Erkennbar wird die deutsch-britische Entfremdung auch an dem Wandel des Bildes, das die Historiker in England von der Geschichte ihres Kontinentalrivalen, insbesondere derjenigen Preußens zeichneten. Ab etwa 1910 verkehrte sich die Meinung über Preußen. Es wurde nun als ein Hort der Unfreiheit, der Obrigkeitshörigkeit, des Militarismus und der Gewalt dargestellt. Dieses Preußen wurde von etlichen Historikern nun pars pro toto mit ganz Deutschland gleichgesetzt.

Die Bagdadbahn

Auch im Nahen Osten trat Deutschland in Konkurrenz zu Großbritannien. Ab 1888 bemühten sich deutsche Unternehmer, das Osmanische Reich und insbesondere Kleinasien als Wirtschaftsraum zu erschließen. Ein Jahr später erhielt eine Gruppe von Industriellen und Bankiers unter Leitung der Deutschen Bank die Konzession zum Bau einer Eisenbahnstrecke von der Hauptstadt Konstantinopel (heute Istanbul) nach Ankara, der sogenannten Anatolischen Eisenbahn. 1890 schlossen die deutsche und die osmanische Regierung einen Freundschafts-, Handels- und Schiffahrtsvertrag. Der führte drei Jahre später dazu, daß Sultan Abdul Hamid II. der Deutschen Bank den Bau einer weiteren Strecke von Eskisehir nach Konya anbot, die 1896 fertiggestellt wurde. 1898 wurde der Vertrag erweitert. Abdul Hamid II. stimmte der Errichtung der Trasse von Konya nach Bagdad zu und bot Kaiser Wilhelm II. zudem an, deutsche Firmen könnten die Bahn bis Basra und an den Persischen Golf ausbauen. Mit dem großangelegten Projekt, das als »Bagdadbahn« bekannt wurde, war Deutschland im Begriff, auch den (damals noch zum Osmanischen Reich gehörenden) Irak ökonomisch zu durchdringen und den Nahen Osten an Europa anzubinden.
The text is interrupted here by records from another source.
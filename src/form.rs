//! Zustand des Rechner-Formulars, unabhängig von egui.
//!
//! `CalculatorForm` besitzt die Eingabetexte, die gewählte Kategorie und das
//! letzte erfolgreiche Ergebnis. Die Oberfläche ruft nur `compute`, `reset`
//! und `dismiss_error` auf.

use crate::emissions::*;
use crate::error::{CalcError, Result};

#[derive(Debug, Default)]
pub struct CalculatorForm {
    // Eingabefelder
    pub transport_input: String,
    pub electricity_input: String,
    pub food: FoodCategory,

    // Ergebnis der letzten erfolgreichen Berechnung
    last_result_kg: Option<f64>,
    last_breakdown: Option<EmissionBreakdown>,

    // Offener Fehlerdialog
    error: Option<CalcError>,
}

impl CalculatorForm {
    pub fn new() -> Self {
        Self::default()
    }

    /// Liest beide Felder, berechnet die Summe und merkt sich das Ergebnis.
    /// Bei einem Fehler bleibt das vorherige Ergebnis unverändert und der
    /// Fehler wird für den Dialog gespeichert.
    pub fn compute(&mut self) -> Result<f64> {
        match self.evaluate() {
            Ok(breakdown) => {
                let total = breakdown.total_kg();
                self.last_breakdown = Some(breakdown);
                self.last_result_kg = Some(total);
                tracing::info!(
                    total_kg = total,
                    food = ?self.food,
                    "emissions calculated"
                );
                Ok(total)
            }
            Err(e) => {
                match &e {
                    CalcError::InvalidNumericInput { field } => {
                        tracing::warn!(%field, "rejected input");
                    }
                }
                tracing::debug!(
                    transport = %self.transport_input,
                    electricity = %self.electricity_input,
                    "raw input"
                );
                self.error = Some(e.clone());
                Err(e)
            }
        }
    }

    fn evaluate(&self) -> Result<EmissionBreakdown> {
        let transport_km = parse_quantity(&self.transport_input, InputField::Transport)?;
        let electricity_kwh = parse_quantity(&self.electricity_input, InputField::Electricity)?;
        let breakdown = calculate_emissions(transport_km, electricity_kwh, self.food);

        // Jeder Term bleibt endlich, nur die Summe kann überlaufen
        if !breakdown.total_kg().is_finite() {
            return Err(CalcError::InvalidNumericInput {
                field: InputField::Electricity,
            });
        }
        Ok(breakdown)
    }

    /// Setzt Eingaben und Ergebnis auf den Startzustand zurück
    pub fn reset(&mut self) {
        *self = Self::default();
        tracing::info!("form reset");
    }

    pub fn dismiss_error(&mut self) {
        self.error = None;
    }

    pub fn error(&self) -> Option<&CalcError> {
        self.error.as_ref()
    }

    pub fn last_result_kg(&self) -> Option<f64> {
        self.last_result_kg
    }

    pub fn last_breakdown(&self) -> Option<&EmissionBreakdown> {
        self.last_breakdown.as_ref()
    }

    /// Angezeigte Ergebniszeile
    pub fn result_label(&self) -> String {
        match self.last_result_kg {
            Some(total) => format_result_label(total),
            None => INITIAL_RESULT_LABEL.to_string(),
        }
    }

    /// Entfällt, wenn die Baumanzahl nicht mehr darstellbar ist
    pub fn offset_suggestion(&self) -> Option<String> {
        self.last_result_kg
            .and_then(trees_to_offset)
            .map(format_offset_suggestion)
    }
}

#[cfg(test)]
mod tests {
    use super::*;

    fn form(transport: &str, electricity: &str, food: FoodCategory) -> CalculatorForm {
        CalculatorForm {
            transport_input: transport.to_string(),
            electricity_input: electricity.to_string(),
            food,
            ..Default::default()
        }
    }

    #[test]
    fn test_initial_state() {
        let f = CalculatorForm::new();
        assert_eq!(f.food, FoodCategory::MeatBased);
        assert_eq!(f.result_label(), "Your CO2 emissions: 0 kg");
        assert!(f.last_result_kg().is_none());
        assert!(f.error().is_none());
        assert!(f.offset_suggestion().is_none());
    }

    #[test]
    fn test_error_is_stored_until_dismissed() {
        let mut f = form("abc", "5", FoodCategory::Vegetarian);
        assert!(f.compute().is_err());
        assert_eq!(f.error().unwrap().to_string(), "Please enter valid numbers!");
        assert_eq!(f.error().unwrap().title(), "Input Error");
        f.dismiss_error();
        assert!(f.error().is_none());
    }

    #[test]
    fn test_compute_does_not_touch_inputs() {
        let mut f = form("10", "5", FoodCategory::MeatBased);
        f.compute().unwrap();
        assert_eq!(f.transport_input, "10");
        assert_eq!(f.electricity_input, "5");
        assert_eq!(f.food, FoodCategory::MeatBased);
    }
}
Die deutsche Reichsregierung erkannte bereits früh, daß das Bagdadbahn-Projekt ohne die Billigung der Regierungen in London und Paris zu Schwierigkeiten führen würde. Außerdem war es ohne britische und französische Kapitalbeteiligung kaum zu finanzieren. Trotz entsprechender Bemühungen Wilhelms II. blieb die finanzielle Unterstützung aus London und Paris gering. Statt dessen startete die britische Presse 1903 eine heftige Kampagne gegen das deutsch-osmanische Projekt. Geologen hatten zwischen Mosul und Bagdad Öl entdeckt. Der geplante Verlauf der letzten Bahntrasse sollte mitten durch ein Gebiet führen, in dem riesige Vorkommen vermutet wurden. Großbritannien – damals noch ohne eigene Erdölressourcen – bemühte sich, im Irak und in Persien Fuß zu fassen und sich die neu entdeckten Lagerstätten zu sichern. Bis zur Jahrhundertwende hatten nur die USA, Mexiko und Rußland in größeren Mengen Erdöl gefördert. Der neue Energieträger revolutionierte rasch die Technik. Ab 1870 fuhren die ersten Schiffe mit Öl- statt mit Kohlefeuerung, wodurch sich ihr Aktionsradius vervierfachte. Spätestens mit der Erfindung des Benzinmotors (1883) und des Dieselantriebs (1893) erlangte der Besitz von Erdölquellen wirtschafts- und gegebenenfalls auch kriegsentscheidende Bedeutung.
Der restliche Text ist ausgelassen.